Одна международная конференция за другой знакомят мир с цифрами, иллюстрирующими это суждение, настолько ужасными, что они кажутся невероятными: так, согласно данным, приведенным на Оттавской конференции в октябре 1979 года, на следующий год в мире должны были умереть от голода пятьдесят миллионов человек (137 тысяч человек в день!). Вместе с голодом соседствует невежество. По данным ЮНЕСКО, в 1980 году в мире было два миллиарда неграмотных против полутора миллиардов в 1970 году. К этому следует добавить ужасающую судьбу детей «третьего мира»: ЮНИСЕФ (Детский фонд ООН) определяет в 400 миллионов число тех, кто рассматривается как «сироты от нищеты», то есть тех, кого не в состоянии прокормить семья.
Именно эти невыдуманные образы реального мира следует держать в голове, чтобы оценить величайшую важность и актуальность советского опыта. И чтобы понять источник вдохновения, каким он не перестает быть для всех тех, кого «свободный мир», видимо, навеки присудил к жизни в бидонвилях, к бродяжничеству и унижению.
Можно ли, впрочем, серьезно говорить о прогрессе, о защите прав человека и о свободе, если не созданы условия, которые должны не на словах, а на деле освободить сотни миллионов человеческих существ от рабства, голода, невежества и страха за завтрашний день? И можно ли сделать это, решительно не поставив под вопрос систему, которая может жить и выжить лишь в том случае, если ее железным законом остается обеспечение прибылей?

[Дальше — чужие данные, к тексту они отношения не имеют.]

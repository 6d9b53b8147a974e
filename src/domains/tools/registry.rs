//! Tool Registry - central registration of all tools.
//!
//! The registry is populated once at startup and then shared read-only
//! (behind an `Arc`) by the server, every transport and every in-flight call.
//! Listing never takes a lock and never fails.

use std::collections::HashMap;
use std::sync::Arc;

use rmcp::model::Tool;
use tracing::info;

use super::bridge::BlockingBridge;
use super::definitions::{PlanTripTool, SearchFlightsTool};
use super::error::ToolError;
use super::handlers::{ToolDescriptor, ToolHandler};
use crate::domains::travel::Collaborators;

/// Tool registry - holds descriptors in registration order and the handler
/// for each name.
#[derive(Default)]
pub struct ToolRegistry {
    descriptors: Vec<ToolDescriptor>,
    handlers: HashMap<String, Arc<dyn ToolHandler>>,
}

impl ToolRegistry {
    /// Create an empty registry.
    pub fn new() -> Self {
        Self::default()
    }

    /// Build the registry with all travel tools.
    ///
    /// This is the central place where tools are registered.
    pub fn travel(
        collaborators: &Collaborators,
        bridge: BlockingBridge,
    ) -> Result<Self, ToolError> {
        let plan_trip = PlanTripTool::new(collaborators.pipeline.clone(), bridge);
        let search_flights = SearchFlightsTool::new(collaborators.search.clone(), bridge);

        let mut registry = Self::new();
        registry.register(Arc::new(plan_trip))?;
        registry.register(Arc::new(search_flights))?;
        Ok(registry)
    }

    /// Register a tool. Names must be unique.
    pub fn register(&mut self, handler: Arc<dyn ToolHandler>) -> Result<(), ToolError> {
        let descriptor = handler.descriptor();
        if self.handlers.contains_key(&descriptor.name) {
            return Err(ToolError::DuplicateTool(descriptor.name));
        }

        info!("Registering tool: {}", descriptor.name);
        self.handlers.insert(descriptor.name.clone(), handler);
        self.descriptors.push(descriptor);
        Ok(())
    }

    /// All tool descriptors, in registration order.
    pub fn list_tools(&self) -> &[ToolDescriptor] {
        &self.descriptors
    }

    /// Get all tool names.
    pub fn tool_names(&self) -> Vec<&str> {
        self.descriptors.iter().map(|d| d.name.as_str()).collect()
    }

    /// Look up a tool by name.
    pub fn get(&self, name: &str) -> Option<(&ToolDescriptor, &Arc<dyn ToolHandler>)> {
        let handler = self.handlers.get(name)?;
        let descriptor = self.descriptors.iter().find(|d| d.name == name)?;
        Some((descriptor, handler))
    }

    /// Get all tools as Tool models (metadata).
    pub fn to_tools(&self) -> Vec<Tool> {
        self.descriptors
            .iter()
            .map(ToolDescriptor::to_tool)
            .collect()
    }

    pub fn len(&self) -> usize {
        self.descriptors.len()
    }

    pub fn is_empty(&self) -> bool {
        self.descriptors.is_empty()
    }
}

#[cfg(test)]
mod tests {
    use super::*;
    use crate::domains::tools::test_support::{FakePipeline, FakeSearch, collaborators};
    use std::collections::HashSet;

    fn travel_registry() -> ToolRegistry {
        let wired = collaborators(FakePipeline::echo(), FakeSearch::new());
        ToolRegistry::travel(&wired, BlockingBridge::default()).unwrap()
    }

    #[test]
    fn test_registry_tool_names() {
        let registry = travel_registry();
        assert_eq!(
            registry.tool_names(),
            vec!["travel.plan_trip", "travel.search_flights"]
        );
    }

    #[test]
    fn test_names_are_distinct_and_stable() {
        let registry = travel_registry();
        let first = registry.tool_names();
        let unique: HashSet<_> = first.iter().collect();
        assert_eq!(unique.len(), first.len());

        for _ in 0..10 {
            assert_eq!(registry.tool_names(), first);
        }
    }

    #[test]
    fn test_empty_registry_lists_nothing() {
        let registry = ToolRegistry::new();
        assert!(registry.list_tools().is_empty());
        assert!(registry.is_empty());
        assert!(registry.get("travel.plan_trip").is_none());
    }

    #[test]
    fn test_duplicate_registration_rejected() {
        let mut registry = travel_registry();
        let pipeline = Arc::new(FakePipeline::echo());
        let duplicate = PlanTripTool::new(pipeline, BlockingBridge::default());
        match registry.register(Arc::new(duplicate)) {
            Err(ToolError::DuplicateTool(name)) => assert_eq!(name, "travel.plan_trip"),
            other => panic!("Expected DuplicateTool, got {:?}", other),
        }
        assert_eq!(registry.len(), 2);
    }

    #[test]
    fn test_plan_trip_schema() {
        let registry = travel_registry();
        let (descriptor, _) = registry.get("travel.plan_trip").unwrap();
        let schema = &descriptor.input_schema;
        assert_eq!(schema.required(), ["question"]);
        assert!(schema.properties().contains_key("question"));
    }

    #[test]
    fn test_search_flights_schema() {
        let registry = travel_registry();
        let (descriptor, _) = registry.get("travel.search_flights").unwrap();
        let schema = &descriptor.input_schema;
        assert_eq!(schema.required(), ["origin", "destination"]);
        let properties: Vec<_> = schema.properties().keys().map(String::as_str).collect();
        assert_eq!(
            properties,
            vec!["depart_date", "destination", "origin", "return_date"]
        );
    }

    #[test]
    fn test_to_tools_matches_descriptors() {
        let registry = travel_registry();
        let tools = registry.to_tools();
        assert_eq!(tools.len(), registry.len());
        for (tool, descriptor) in tools.iter().zip(registry.list_tools()) {
            assert_eq!(tool.name, descriptor.name.as_str());
        }
    }
}
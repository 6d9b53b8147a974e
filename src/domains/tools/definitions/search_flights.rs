//! Search flights tool definition.
//!
//! Builds a natural-language flight query and runs it through the SERP
//! search collaborator.

use std::sync::Arc;

use serde::{Deserialize, Serialize};
use serde_json::{Map, Value};
use tracing::{info, instrument};

use crate::domains::tools::bridge::BlockingBridge;
use crate::domains::tools::error::ToolError;
use crate::domains::tools::handlers::{ToolDescriptor, ToolHandler, parse_arguments};
use crate::domains::tools::response::ToolResponse;
use crate::domains::tools::schema::SchemaNode;
use crate::domains::travel::{SearchEngine, flight_query};

// ============================================================================
// Tool Parameters
// ============================================================================

/// Parameters for the search flights tool.
#[derive(Debug, Clone, Deserialize)]
pub struct SearchFlightsParams {
    /// IATA origin code.
    pub origin: String,

    /// IATA destination code.
    pub destination: String,

    /// YYYY-MM-DD departure date.
    #[serde(default)]
    pub depart_date: Option<String>,

    /// Optional return date.
    #[serde(default)]
    pub return_date: Option<String>,
}

// ============================================================================
// Structured Output
// ============================================================================

/// Structured output for flight search results.
#[derive(Debug, Clone, Serialize)]
pub struct FlightSearchResult {
    pub query: String,
    pub results: Value,
}

// ============================================================================
// Tool Definition
// ============================================================================

/// Search flights tool - targeted flight availability search.
pub struct SearchFlightsTool {
    search: Arc<dyn SearchEngine>,
    bridge: BlockingBridge,
}

impl SearchFlightsTool {
    /// Tool name as registered in MCP.
    pub const NAME: &'static str = "travel.search_flights";

    /// Tool description shown to clients.
    pub const DESCRIPTION: &'static str = "Perform a targeted flight availability search using Bright Data SERP. Returns the parsed search response for downstream tooling.";

    /// Filename of the structured payload.
    pub const FILENAME: &'static str = "flight_search.json";

    /// Search engine used for flight lookups.
    pub const ENGINE: &'static str = "google";

    const COLLABORATOR: &'static str = "flight search";

    pub fn new(search: Arc<dyn SearchEngine>, bridge: BlockingBridge) -> Self {
        Self { search, bridge }
    }

    pub fn input_schema() -> SchemaNode {
        let origin = SchemaNode::string().describe("IATA origin code");
        let destination = SchemaNode::string().describe("IATA destination code");
        let depart_date = SchemaNode::string().describe("YYYY-MM-DD departure date");
        let return_date = SchemaNode::string().describe("Optional return date");

        SchemaNode::object()
            .required_property("origin", origin)
            .required_property("destination", destination)
            .property("depart_date", depart_date)
            .property("return_date", return_date)
    }

    pub fn to_descriptor() -> ToolDescriptor {
        ToolDescriptor::new(Self::NAME, Self::DESCRIPTION, Self::input_schema())
    }

    /// Execute the tool logic.
    #[instrument(skip_all, fields(origin = %params.origin, destination = %params.destination))]
    pub async fn execute(&self, params: SearchFlightsParams) -> Result<ToolResponse, ToolError> {
        let query = flight_query(
            &params.origin,
            &params.destination,
            params.depart_date.as_deref(),
            params.return_date.as_deref(),
        );
        info!("Search flights tool called: {}", query);

        let search = self.search.clone();
        let results = self
            .bridge
            .run_blocking(
                Self::COLLABORATOR,
                move |query: String| search.search(&query, Self::ENGINE),
                query.clone(),
            )
            .await?;

        let summary = format!("Flight SERP query executed: {}", query);
        let result = FlightSearchResult { query, results };
        ToolResponse::assemble(summary, &result, Self::FILENAME)
    }
}

#[async_trait::async_trait]
impl ToolHandler for SearchFlightsTool {
    fn descriptor(&self) -> ToolDescriptor {
        Self::to_descriptor()
    }

    async fn call(&self, arguments: Map<String, Value>) -> Result<ToolResponse, ToolError> {
        let params: SearchFlightsParams = parse_arguments(arguments)?;
        self.execute(params).await
    }
}

// ============================================================================
// Tests
// ============================================================================
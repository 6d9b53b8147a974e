//! Travel domain module.
//!
//! Holds the inputs the travel tools build (pipeline state, flight queries)
//! and the contracts of the two external collaborators:
//!
//! - `pipeline.rs` - the travel research pipeline (`invoke(state)`)
//! - `search.rs` - the SERP search helper (`search(query, engine)`)
//!
//! Both collaborators are synchronous and must only be called through the
//! blocking bridge in `domains/tools/bridge.rs`.

mod error;
pub mod pipeline;
pub mod query;
pub mod search;
pub mod state;

use std::sync::Arc;
use std::time::Duration;

use tracing::{info, warn};

use crate::core::config::Config;

pub use error::CollaboratorError;
pub use pipeline::{HttpPipeline, TravelPipeline, UnconfiguredPipeline};
pub use query::flight_query;
pub use search::{BrightDataSerp, SearchEngine};
pub use state::{Message, PipelineState};

/// The collaborators shared by all tool calls.
#[derive(Clone)]
pub struct Collaborators {
    pub pipeline: Arc<dyn TravelPipeline>,
    pub search: Arc<dyn SearchEngine>,
}

impl Collaborators {
    pub fn new(pipeline: Arc<dyn TravelPipeline>, search: Arc<dyn SearchEngine>) -> Self {
        Self { pipeline, search }
    }

    /// Build the collaborators described by the configuration.
    pub fn from_config(config: &Config) -> Self {
        let pipeline: Arc<dyn TravelPipeline> = match &config.pipeline.url {
            Some(url) => {
                info!("Travel pipeline endpoint: {}", url);
                Arc::new(HttpPipeline::new(
                    url.clone(),
                    config.credentials.pipeline_api_key.clone(),
                    Duration::from_secs(config.pipeline.timeout_secs),
                ))
            }
            None => {
                warn!("MCP_PIPELINE_URL not set - travel.plan_trip calls will fail");
                Arc::new(UnconfiguredPipeline)
            }
        };

        let search = Arc::new(BrightDataSerp::new(
            config.search.endpoint.clone(),
            config.search.zone.clone(),
            config.credentials.brightdata_api_key.clone(),
        ));

        Self { pipeline, search }
    }
}
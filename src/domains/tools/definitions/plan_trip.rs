//! Plan trip tool definition.
//!
//! Runs the full travel research pipeline for a user question and returns the
//! synthesized answer plus the complete final pipeline state.

use std::sync::Arc;

use serde::Deserialize;
use serde_json::{Map, Value};
use tracing::{info, instrument};

use crate::domains::tools::bridge::BlockingBridge;
use crate::domains::tools::error::ToolError;
use crate::domains::tools::handlers::{ToolDescriptor, ToolHandler, parse_arguments};
use crate::domains::tools::response::ToolResponse;
use crate::domains::tools::schema::SchemaNode;
use crate::domains::travel::{PipelineState, TravelPipeline};

// ============================================================================
// Tool Parameters
// ============================================================================

/// Parameters for the plan trip tool.
#[derive(Debug, Clone, Deserialize)]
pub struct PlanTripParams {
    /// User travel request.
    pub question: String,
}

// ============================================================================
// Tool Definition
// ============================================================================

/// Plan trip tool - runs the travel research agent.
pub struct PlanTripTool {
    pipeline: Arc<dyn TravelPipeline>,
    bridge: BlockingBridge,
}

impl PlanTripTool {
    /// Tool name as registered in MCP.
    pub const NAME: &'static str = "travel.plan_trip";

    /// Tool description shown to clients.
    pub const DESCRIPTION: &'static str =
        "Run the full travel research agent and return a synthesized itinerary.";

    /// Filename of the structured payload.
    pub const FILENAME: &'static str = "plan_trip.json";

    /// Summary used when the pipeline produced no answer.
    pub const NO_RESPONSE: &'static str = "No response produced.";

    const COLLABORATOR: &'static str = "travel pipeline";

    pub fn new(pipeline: Arc<dyn TravelPipeline>, bridge: BlockingBridge) -> Self {
        Self { pipeline, bridge }
    }

    pub fn input_schema() -> SchemaNode {
        let question = SchemaNode::string().describe("User travel request");
        SchemaNode::object().required_property("question", question)
    }

    pub fn to_descriptor() -> ToolDescriptor {
        ToolDescriptor::new(Self::NAME, Self::DESCRIPTION, Self::input_schema())
    }

    /// Execute the tool logic.
    #[instrument(skip_all)]
    pub async fn execute(&self, params: PlanTripParams) -> Result<ToolResponse, ToolError> {
        info!("Plan trip tool called ({} chars)", params.question.len());

        let state = PipelineState::new(params.question);
        let pipeline = self.pipeline.clone();
        let result = self
            .bridge
            .run_blocking(
                Self::COLLABORATOR,
                move |state: PipelineState| pipeline.invoke(state),
                state,
            )
            .await?;

        let summary = final_answer_text(&result);
        info!("Travel pipeline returned {} fields", result.len());

        ToolResponse::assemble(summary, &result, Self::FILENAME)
    }
}

#[async_trait::async_trait]
impl ToolHandler for PlanTripTool {
    fn descriptor(&self) -> ToolDescriptor {
        Self::to_descriptor()
    }

    async fn call(&self, arguments: Map<String, Value>) -> Result<ToolResponse, ToolError> {
        let params: PlanTripParams = parse_arguments(arguments)?;
        self.execute(params).await
    }
}

// ============================================================================
// Helper Functions
// ============================================================================

/// Text summary for a pipeline result: the final answer when it is truthy,
/// the fixed fallback otherwise.
fn final_answer_text(result: &Map<String, Value>) -> String {
    match result.get("final_answer") {
        Some(Value::String(answer)) if !answer.is_empty() => answer.clone(),
        Some(other) if is_truthy(other) => other.to_string(),
        _ => PlanTripTool::NO_RESPONSE.to_string(),
    }
}

/// Truthiness of a JSON value: `null`, `false`, zero and empty
/// strings/arrays/objects are falsy.
fn is_truthy(value: &Value) -> bool {
    match value {
        Value::Null => false,
        Value::Bool(b) => *b,
        Value::Number(n) => n.as_f64().is_some_and(|f| f != 0.0),
        Value::String(s) => !s.is_empty(),
        Value::Array(a) => !a.is_empty(),
        Value::Object(o) => !o.is_empty(),
    }
}

// ============================================================================
// Tests
// ============================================================================
//! Core module containing shared infrastructure components.
//!
//! This module provides the foundational building blocks for the MCP server,
//! including error handling, configuration, server lifecycle management,
//! and transport layer abstractions.

pub mod config;
pub mod error;
pub mod server;
pub mod transport;

pub use config::Config;
pub use error::{Error, Result};
pub use server::McpServer;
pub use transport::{TransportConfig, TransportService};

Разумеется, советская Средняя Азия не предлагает себя в качестве всеобщей модели для подражания. В каждой стране существуют особые условия, которые заставляют искать свои собственные ответы, а мир уже не тот, каким он был в эпоху Октябрьской революции. Но как можно не видеть того, что этот советский опыт — какими бы трудностями, а порой и ошибками он ни был отмечен — может дать поучительный пример и вселить реальные надежды?
50
Цит. по кн.: Л. Концами н, Ж. Кафантан. «Кто боится «третьего мира»?» Париж, 1980. —Прим. ред.